== TASK INPUT ==

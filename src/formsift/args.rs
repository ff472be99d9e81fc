use clap::{Parser, Subcommand};
use std::path::PathBuf;

/// Returns the version string, including the git hash for non-release builds.
fn get_version() -> &'static str {
    const VERSION: &str = env!("CARGO_PKG_VERSION");
    const GIT_HASH: &str = env!("GIT_HASH");
    const IS_RELEASE: &str = env!("IS_RELEASE");

    use std::sync::OnceLock;
    static VERSION_STRING: OnceLock<String> = OnceLock::new();

    VERSION_STRING.get_or_init(|| {
        if IS_RELEASE == "true" || GIT_HASH.is_empty() {
            VERSION.to_string()
        } else {
            format!("{}@{}", VERSION, GIT_HASH)
        }
    })
}

#[derive(Parser, Debug)]
#[command(name = "formsift", version = get_version())]
#[command(about = "Filter and highlight items from form field values", long_about = None)]
pub struct Cli {
    #[command(subcommand)]
    pub command: Commands,

    /// Directory holding formsift.json (defaults to the user config dir)
    #[arg(long, global = true)]
    pub config: Option<PathBuf>,

    /// Verbose output
    #[arg(short, long, global = true)]
    pub verbose: bool,

    /// Disable colored output
    #[arg(long, global = true)]
    pub no_color: bool,
}

#[derive(Subcommand, Debug)]
pub enum Commands {
    /// Run one filter pass over a JSON item file
    #[command(alias = "f")]
    Filter {
        /// Items file: a document, a container or an array of items
        #[arg(short, long)]
        items: PathBuf,

        /// Forms file: one form or an array of forms
        #[arg(long)]
        form: Option<PathBuf>,

        /// Form name to read (defaults to the first form)
        #[arg(long)]
        form_name: Option<String>,

        /// Field values, e.g. -f color:exact=red (repeatable)
        #[arg(short = 'f', long = "field", value_name = "NAME=VALUE")]
        fields: Vec<String>,

        /// Id of the container to filter
        #[arg(short, long)]
        target: Option<String>,

        /// Only items with this tag are candidates
        #[arg(short, long)]
        rows: Option<String>,

        /// Hide every item when no field has a value
        #[arg(long)]
        hideblank: bool,

        /// Print a JSON report instead of the visible items
        #[arg(long)]
        json: bool,
    },

    /// Print the selectors generated for a set of fields
    #[command(alias = "q")]
    Query {
        /// Field values, e.g. -f color:exact=red (repeatable)
        #[arg(short = 'f', long = "field", value_name = "NAME=VALUE")]
        fields: Vec<String>,

        /// Item selector used in the generated selectors
        #[arg(short, long)]
        rows: Option<String>,

        /// Container id; when set the highlight style rule is printed too
        #[arg(short, long)]
        scope: Option<String>,
    },
}
use serde::{Deserialize, Serialize};
use std::collections::BTreeMap;

fn default_tag() -> String {
    "div".to_string()
}

/// A node that can be filtered or highlighted.
///
/// Data attributes are keyed by their full name without the `data-` prefix,
/// i.e. `<component>-<attribute>` such as `filter-color`.
#[derive(Debug, Clone, Default, PartialEq, Eq, Serialize, Deserialize)]
pub struct Item {
    #[serde(default = "default_tag")]
    pub tag: String,
    #[serde(default, skip_serializing_if = "Option::is_none")]
    pub id: Option<String>,
    #[serde(default, skip_serializing_if = "Option::is_none")]
    pub text: Option<String>,
    #[serde(default, skip_serializing_if = "BTreeMap::is_empty")]
    pub attrs: BTreeMap<String, String>,
    #[serde(default, skip_serializing_if = "Vec::is_empty")]
    pub children: Vec<Item>,
    #[serde(default)]
    pub hidden: bool,
}

impl Item {
    pub fn new(tag: impl Into<String>) -> Self {
        Self {
            tag: tag.into(),
            ..Self::default()
        }
    }

    pub fn with_attr(mut self, name: impl Into<String>, value: impl Into<String>) -> Self {
        self.attrs.insert(name.into(), value.into());
        self
    }

    pub fn with_text(mut self, text: impl Into<String>) -> Self {
        self.text = Some(text.into());
        self
    }

    pub fn with_child(mut self, child: Item) -> Self {
        self.children.push(child);
        self
    }

    pub fn attr(&self, name: &str) -> Option<&str> {
        self.attrs.get(name).map(String::as_str)
    }

    /// True if this node or any descendant satisfies `pred`.
    pub fn any_node(&self, pred: &impl Fn(&Item) -> bool) -> bool {
        pred(self) || self.children.iter().any(|c| c.any_node(pred))
    }

    /// Visits this node and its descendants depth-first, passing the child
    /// index path from this node (empty for the node itself).
    pub fn walk<'a>(&'a self, visit: &mut impl FnMut(&[usize], &'a Item)) {
        fn go<'a>(
            node: &'a Item,
            path: &mut Vec<usize>,
            visit: &mut impl FnMut(&[usize], &'a Item),
        ) {
            visit(path.as_slice(), node);
            for (i, child) in node.children.iter().enumerate() {
                path.push(i);
                go(child, path, visit);
                path.pop();
            }
        }
        go(self, &mut Vec::new(), visit);
    }
}

/// An element whose items are the filter candidates.
#[derive(Debug, Clone, Default, PartialEq, Eq, Serialize, Deserialize)]
pub struct Container {
    /// Stable identifying key; highlight rules are only scoped when present.
    #[serde(default, skip_serializing_if = "Option::is_none")]
    pub id: Option<String>,
    #[serde(default)]
    pub items: Vec<Item>,
}

impl Container {
    pub fn new(id: Option<String>, items: Vec<Item>) -> Self {
        Self { id, items }
    }

    pub fn hidden_states(&self) -> Vec<bool> {
        self.items.iter().map(|i| i.hidden).collect()
    }
}

/// A set of containers; the `target` option picks one by id.
#[derive(Debug, Clone, Default, PartialEq, Eq, Serialize, Deserialize)]
pub struct Document {
    pub containers: Vec<Container>,
}

/// A form snapshot: ordered `(name, value)` pairs, repeated names allowed.
#[derive(Debug, Clone, Default, PartialEq, Eq, Serialize, Deserialize)]
pub struct Form {
    #[serde(default, skip_serializing_if = "Option::is_none")]
    pub name: Option<String>,
    #[serde(default)]
    pub fields: Vec<(String, String)>,
}

impl Form {
    pub fn new(name: Option<String>) -> Self {
        Self {
            name,
            fields: Vec::new(),
        }
    }

    pub fn with_field(mut self, name: impl Into<String>, value: impl Into<String>) -> Self {
        self.fields.push((name.into(), value.into()));
        self
    }

    /// Sets the first field called `name`, appending it if absent.
    pub fn set(&mut self, name: &str, value: impl Into<String>) {
        let value = value.into();
        match self.fields.iter_mut().find(|(n, _)| n == name) {
            Some((_, v)) => *v = value,
            None => self.fields.push((name.to_string(), value)),
        }
    }
}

== ASSIGNMENT ==
Beginning with the line containing "visit(path.as_slice(), node);" and ending with the line containing "picks one by id.", extract those lines exactly from the listing above, and only those.

== RESPONSE BELOW ==
            visit(path.as_slice(), node);
            for (i, child) in node.children.iter().enumerate() {
                path.push(i);
                go(child, path, visit);
                path.pop();
            }
        }
        go(self, &mut Vec::new(), visit);
    }
}

/// An element whose items are the filter candidates.
#[derive(Debug, Clone, Default, PartialEq, Eq, Serialize, Deserialize)]
pub struct Container {
    /// Stable identifying key; highlight rules are only scoped when present.
    #[serde(default, skip_serializing_if = "Option::is_none")]
    pub id: Option<String>,
    #[serde(default)]
    pub items: Vec<Item>,
}

impl Container {
    pub fn new(id: Option<String>, items: Vec<Item>) -> Self {
        Self { id, items }
    }

    pub fn hidden_states(&self) -> Vec<bool> {
        self.items.iter().map(|i| i.hidden).collect()
    }
}

/// A set of containers; the `target` option picks one by id.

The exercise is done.